Salla_Sutta

Salla Sutta (8)

On the Nature of Beings in the World

[380] The lives of beings in this world are without any certainty or guarantee — hard to fathom, brief, and filled with suffering.

Once born, no being can avoid death by any effort whatsoever. Even if one lives to old age, death is certain, for such is the nature of beings.

Just as a ripe fruit is always in danger of falling at any moment, so too beings once born are always in danger of dying.

As all clay vessels made by a potter end in being broken, so too the lives of beings — the young and the old, the foolish and the wise — all come under the sway of Death; all move toward Death as their destination.

When beings are seized by Death and must depart to the next world, neither father can protect his son, nor relatives protect their kin.

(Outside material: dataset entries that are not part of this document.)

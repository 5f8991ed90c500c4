use criterion::{black_box, criterion_group, criterion_main, Criterion};

use luxbot::agent::{decide_turn, Session};
use luxbot::config::AgentConfig;
use luxbot::protocol::build_game;

/// A busy mid-game 32x32 board: 40 wood tiles, 24 workers, 2 cities.
fn mid_game_lines() -> Vec<String> {
    let mut lines = vec!["rp 0 30".to_string(), "rp 1 30".to_string()];
    for i in 0..40 {
        lines.push(format!("r wood {} {} 400", (i * 7) % 32, (i * 11) % 32));
    }
    for i in 0..24 {
        let wood = if i % 3 == 0 { 100 } else { 0 };
        lines.push(format!("u 0 0 u_{} {} {} 0 {} 0 0", i, (i * 5) % 32, (i * 3) % 32, wood));
    }
    lines.push("c 0 c_1 900 46".to_string());
    lines.push("c 0 c_2 120 23".to_string());
    for i in 0..6 {
        lines.push(format!("ct 0 c_1 {} 16 0", 10 + i));
    }
    lines.push("ct 0 c_2 4 4 0".to_string());
    lines.push("D_DONE".to_string());
    lines
}

fn bench_build_game(c: &mut Criterion) {
    let lines = mid_game_lines();
    c.bench_function("build_game_32x32", |b| {
        b.iter(|| build_game(32, 32, 0, 100, black_box(lines.as_slice())))
    });
}

fn bench_decide_turn(c: &mut Criterion) {
    let game = build_game(32, 32, 0, 100, mid_game_lines().as_slice());
    let config = AgentConfig::default();
    c.bench_function("decide_turn_24_workers", |b| {
        b.iter(|| {
            let mut session = Session::new(1);
            decide_turn(black_box(&game), &mut session, &config)
        })
    });
}

criterion_group!(benches, bench_build_game, bench_decide_turn);
criterion_main!(benches);
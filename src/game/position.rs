//! Grid positions and movement directions.
//!
//! The board is a rectangular grid with the origin in the north-west corner;
//! x grows eastward and y grows southward.

use std::fmt;

/// A movement direction, including staying put.
#[derive(Debug, Clone, Copy, PartialEq, Eq, Hash)]
pub enum Direction {
    North,
    East,
    South,
    West,
    Center,
}

/// The four directions that actually change a unit's cell, in the order
/// used when picking a step toward a target.
pub const CARDINALS: [Direction; 4] = [
    Direction::North,
    Direction::East,
    Direction::South,
    Direction::West,
];

impl Direction {
    /// Returns the single-character protocol abbreviation.
    pub const fn as_char(self) -> char {
        match self {
            Direction::North => 'n',
            Direction::East => 'e',
            Direction::South => 's',
            Direction::West => 'w',
            Direction::Center => 'c',
        }
    }

    /// Parses a direction from its single-character abbreviation.
    pub fn from_char(c: char) -> Option<Direction> {
        match c {
            'n' => Some(Direction::North),
            'e' => Some(Direction::East),
            's' => Some(Direction::South),
            'w' => Some(Direction::West),
            'c' => Some(Direction::Center),
            _ => None,
        }
    }

    /// Unit offset `(dx, dy)` for one step in this direction.
    pub const fn offset(self) -> (i32, i32) {
        match self {
            Direction::North => (0, -1),
            Direction::East => (1, 0),
            Direction::South => (0, 1),
            Direction::West => (-1, 0),
            Direction::Center => (0, 0),
        }
    }
}

/// A cell coordinate on the map.
#[derive(Debug, Clone, Copy, PartialEq, Eq, Hash, PartialOrd, Ord)]
pub struct Position {
    pub x: i32,
    pub y: i32,
}

impl Position {
    pub const fn new(x: i32, y: i32) -> Self {
        Self { x, y }
    }

    /// Manhattan distance to another position.
    pub fn distance_to(self, other: Position) -> i32 {
        (self.x - other.x).abs() + (self.y - other.y).abs()
    }

    /// Returns the position `units` steps away in `dir`.
    pub fn translate(self, dir: Direction, units: i32) -> Position {
        let (dx, dy) = dir.offset();
        Position::new(self.x + dx * units, self.y + dy * units)
    }

    /// Returns the position shifted by an arbitrary offset.
    pub fn offset(self, dx: i32, dy: i32) -> Position {
        Position::new(self.x + dx, self.y + dy)
    }

    /// Picks the cardinal step that brings us closest to `target`.
    ///
    /// Candidates are tried in N, E, S, W order and only a strict improvement
    /// replaces the current best, so the first direction wins ties. Returns
    /// `Center` when standing on the target.
    pub fn direction_to(self, target: Position) -> Direction {
        let mut closest_dist = self.distance_to(target);
        let mut closest_dir = Direction::Center;
        for dir in CARDINALS {
            let dist = self.translate(dir, 1).distance_to(target);
            if dist < closest_dist {
                closest_dist = dist;
                closest_dir = dir;
            }
        }
        closest_dir
    }

    /// Sort key that orders positions row by row, north to south.
    pub fn row_major(self) -> (i32, i32) {
        (self.y, self.x)
    }
}

impl fmt::Display for Position {
    fn fmt(&self, f: &mut fmt::Formatter<'_>) -> fmt::Result {
        write!(f, "({}, {})", self.x, self.y)
    }
}
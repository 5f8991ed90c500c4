//! luxbot agent library.
//!
//! Exposes the game model, the kit protocol, the turn heuristics and the
//! engine for use by integration tests, benchmarks and the binary.

pub mod agent;
pub mod config;
pub mod engine;
pub mod game;
pub mod protocol;
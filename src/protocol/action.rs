//! Action encoding and decoding.
//!
//! Actions are the short command strings the engine accepts back each turn:
//! `m u_1 n`, `bcity u_1`, `bw 3 4`, `bc 3 4`, `r 3 4`, `p u_1`.

use std::fmt;
use std::str::FromStr;

use thiserror::Error;

use crate::game::{Direction, Position};

/// Errors that can occur when parsing an action string.
#[derive(Debug, Error, PartialEq, Eq)]
pub enum ActionError {
    #[error("empty input")]
    EmptyInput,

    #[error("unknown action '{0}'")]
    UnknownAction(String),

    #[error("'{tag}' expects {expected} arguments, got {found}")]
    WrongArgCount {
        tag: String,
        expected: usize,
        found: usize,
    },

    #[error("invalid direction '{0}'")]
    InvalidDirection(String),

    #[error("invalid coordinate '{0}'")]
    InvalidCoordinate(String),
}

/// A unit or citytile action for one turn.
#[derive(Debug, Clone, PartialEq, Eq, Hash)]
pub enum Action {
    /// Move a unit one cell: `m <unit> <dir>`
    Move { unit_id: String, dir: Direction },

    /// Found a city on the unit's cell: `bcity <unit>`
    BuildCity { unit_id: String },

    /// Spawn a worker from a citytile: `bw <x> <y>`
    BuildWorker { pos: Position },

    /// Spawn a cart from a citytile: `bc <x> <y>`
    BuildCart { pos: Position },

    /// Spend a citytile's turn on research: `r <x> <y>`
    Research { pos: Position },

    /// Reduce the road level under a unit: `p <unit>`
    Pillage { unit_id: String },
}

impl Action {
    /// The unit this action belongs to, if it is a unit action.
    pub fn unit_id(&self) -> Option<&str> {
        match self {
            Action::Move { unit_id, .. }
            | Action::BuildCity { unit_id }
            | Action::Pillage { unit_id } => Some(unit_id),
            _ => None,
        }
    }
}

impl fmt::Display for Action {
    fn fmt(&self, f: &mut fmt::Formatter<'_>) -> fmt::Result {
        match self {
            Action::Move { unit_id, dir } => write!(f, "m {} {}", unit_id, dir.as_char()),
            Action::BuildCity { unit_id } => write!(f, "bcity {}", unit_id),
            Action::BuildWorker { pos } => write!(f, "bw {} {}", pos.x, pos.y),
            Action::BuildCart { pos } => write!(f, "bc {} {}", pos.x, pos.y),
            Action::Research { pos } => write!(f, "r {} {}", pos.x, pos.y),
            Action::Pillage { unit_id } => write!(f, "p {}", unit_id),
        }
    }
}

fn expect_args(tokens: &[&str], expected: usize) -> Result<(), ActionError> {
    if tokens.len() != expected + 1 {
        return Err(ActionError::WrongArgCount {
            tag: tokens[0].to_string(),
            expected,
            found: tokens.len() - 1,
        });
    }
    Ok(())
}

fn parse_pos(x: &str, y: &str) -> Result<Position, ActionError> {
    let px = x
        .parse::<i32>()
        .map_err(|_| ActionError::InvalidCoordinate(x.to_string()))?;
    let py = y
        .parse::<i32>()
        .map_err(|_| ActionError::InvalidCoordinate(y.to_string()))?;
    Ok(Position::new(px, py))
}

impl FromStr for Action {
    type Err = ActionError;

    fn from_str(s: &str) -> Result<Self, Self::Err> {
        let tokens: Vec<&str> = s.split_whitespace().collect();
        if tokens.is_empty() {
            return Err(ActionError::EmptyInput);
        }

        match tokens[0] {
            "m" => {
                expect_args(&tokens, 2)?;
                let mut chars = tokens[2].chars();
                let dir = match (chars.next(), chars.next()) {
                    (Some(c), None) => Direction::from_char(c),
                    _ => None,
                }
                .ok_or_else(|| ActionError::InvalidDirection(tokens[2].to_string()))?;
                Ok(Action::Move {
                    unit_id: tokens[1].to_string(),
                    dir,
                })
            }
            "bcity" => {
                expect_args(&tokens, 1)?;
                Ok(Action::BuildCity {
                    unit_id: tokens[1].to_string(),
                })
            }
            "p" => {
                expect_args(&tokens, 1)?;
                Ok(Action::Pillage {
                    unit_id: tokens[1].to_string(),
                })
            }
            "bw" => {
                expect_args(&tokens, 2)?;
                Ok(Action::BuildWorker {
                    pos: parse_pos(tokens[1], tokens[2])?,
                })
            }
            "bc" => {
                expect_args(&tokens, 2)?;
                Ok(Action::BuildCart {
                    pos: parse_pos(tokens[1], tokens[2])?,
                })
            }
            "r" => {
                expect_args(&tokens, 2)?;
                Ok(Action::Research {
                    pos: parse_pos(tokens[1], tokens[2])?,
                })
            }
            other => Err(ActionError::UnknownAction(other.to_string())),
        }
    }
}

/// Formats a turn's actions as the single comma-separated line the engine
/// reads back.
pub fn format_actions(actions: &[Action]) -> String {
    actions
        .iter()
        .map(|a| a.to_string())
        .collect::<Vec<_>>()
        .join(",")
}

/// Parses a comma-separated action line. An empty line is an empty turn.
pub fn parse_actions(s: &str) -> Result<Vec<Action>, ActionError> {
    if s.trim().is_empty() {
        return Ok(Vec::new());
    }
    s.split(',').map(|part| part.trim().parse()).collect()
}
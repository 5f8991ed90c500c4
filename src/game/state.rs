//! Game state representation.
//!
//! Holds one turn's snapshot of a Lux match: the map, both players' units
//! and cities, and research progress. The engine resends the full state
//! every turn, so a snapshot is rebuilt from scratch rather than patched.

use super::city::{City, CityTile};
use super::map::{GameMap, ResourceKind};
use super::position::Position;
use super::unit::Unit;

/// Research points needed before coal can be mined.
pub const COAL_RESEARCH_POINTS: i32 = 50;

/// Research points needed before uranium can be mined.
pub const URANIUM_RESEARCH_POINTS: i32 = 200;

/// Number of teams in a match.
pub const TEAM_COUNT: usize = 2;

/// Everything one team owns.
#[derive(Debug, Clone, PartialEq)]
pub struct Player {
    pub team: u8,
    pub research_points: i32,
    pub units: Vec<Unit>,
    /// Cities in the order the engine reported them.
    pub cities: Vec<City>,
}

impl Player {
    pub fn new(team: u8) -> Self {
        Player {
            team,
            research_points: 0,
            units: Vec::new(),
            cities: Vec::new(),
        }
    }

    pub fn researched_coal(&self) -> bool {
        self.research_points >= COAL_RESEARCH_POINTS
    }

    pub fn researched_uranium(&self) -> bool {
        self.research_points >= URANIUM_RESEARCH_POINTS
    }

    /// True when this player may currently harvest `kind`.
    pub fn can_harvest(&self, kind: ResourceKind) -> bool {
        match kind {
            ResourceKind::Wood => true,
            ResourceKind::Coal => self.researched_coal(),
            ResourceKind::Uranium => self.researched_uranium(),
        }
    }

    pub fn city(&self, id: &str) -> Option<&City> {
        self.cities.iter().find(|c| c.id == id)
    }

    /// All citytiles across every city, city by city.
    pub fn citytiles(&self) -> impl Iterator<Item = &CityTile> {
        self.cities.iter().flat_map(|c| c.citytiles.iter())
    }

    pub fn citytile_count(&self) -> usize {
        self.cities.iter().map(|c| c.citytiles.len()).sum()
    }

    pub fn workers(&self) -> impl Iterator<Item = &Unit> {
        self.units.iter().filter(|u| u.is_worker())
    }
}

/// Complete snapshot of a match at one turn.
#[derive(Debug, Clone, PartialEq)]
pub struct Game {
    pub turn: u32,
    /// The team this agent plays.
    pub player_id: u8,
    pub map: GameMap,
    pub players: [Player; TEAM_COUNT],
}

impl Game {
    /// Creates an empty snapshot on a blank map.
    pub fn new(width: i32, height: i32, player_id: u8, turn: u32) -> Self {
        Game {
            turn,
            player_id,
            map: GameMap::new(width, height),
            players: [Player::new(0), Player::new(1)],
        }
    }

    /// The acting player.
    pub fn player(&self) -> &Player {
        &self.players[self.player_id as usize % TEAM_COUNT]
    }

    pub fn opponent(&self) -> &Player {
        &self.players[(self.player_id as usize + 1) % TEAM_COUNT]
    }

    fn team_mut(&mut self, team: u8) -> Option<&mut Player> {
        self.players.get_mut(team as usize)
    }

    /// Sets a team's research points. Returns false for an unknown team.
    pub fn set_research_points(&mut self, team: u8, points: i32) -> bool {
        match self.team_mut(team) {
            Some(p) => {
                p.research_points = points;
                true
            }
            None => false,
        }
    }

    /// Adds a unit to its team. Returns false for an unknown team or a
    /// position off the map.
    pub fn add_unit(&mut self, unit: Unit) -> bool {
        if !self.map.in_bounds(unit.pos.x, unit.pos.y) {
            return false;
        }
        match self.team_mut(unit.team) {
            Some(p) => {
                p.units.push(unit);
                true
            }
            None => false,
        }
    }

    /// Registers a city with no tiles yet. Returns false for an unknown team.
    pub fn add_city(&mut self, team: u8, id: &str, fuel: f64, light_upkeep: f64) -> bool {
        match self.team_mut(team) {
            Some(p) => {
                p.cities.push(City {
                    id: id.to_string(),
                    team,
                    fuel,
                    light_upkeep,
                    citytiles: Vec::new(),
                });
                true
            }
            None => false,
        }
    }

    /// Attaches a citytile to an already registered city and marks its cell.
    ///
    /// Returns false when the team or city is unknown or the tile is off
    /// the map.
    pub fn add_citytile(&mut self, team: u8, city_id: &str, pos: Position, cooldown: f64) -> bool {
        if !self.map.in_bounds(pos.x, pos.y) {
            return false;
        }
        let Some(player) = self.team_mut(team) else {
            return false;
        };
        let Some(city) = player.cities.iter_mut().find(|c| c.id == city_id) else {
            return false;
        };
        city.citytiles.push(CityTile {
            city_id: city_id.to_string(),
            team,
            pos,
            cooldown,
        });
        self.map.set_citytile(pos, team, city_id)
    }
}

Behold how the relatives of one who must die stand around lamenting in many ways, yet the dying person is carried off by Death alone, as a cow led to slaughter is taken away alone.

In this way, aging and death overcome all beings in the world. Thus the wise, knowing well the true nature of the world, do not grieve.

One does not know the path of those who come or those who go; the two ends are unseen. What use is crying? If lamentation merely afflicts oneself, what benefit can it bring? The wise, clearly seeing, would abandon such lamentation.

Not by weeping, not by sorrow, does one come to inner peace. Rather, suffering increases, and the body withers.

One who afflicts himself with grief becomes weak, thin, pale. Those who have departed are not protected by your sorrow. Lamentation is futile.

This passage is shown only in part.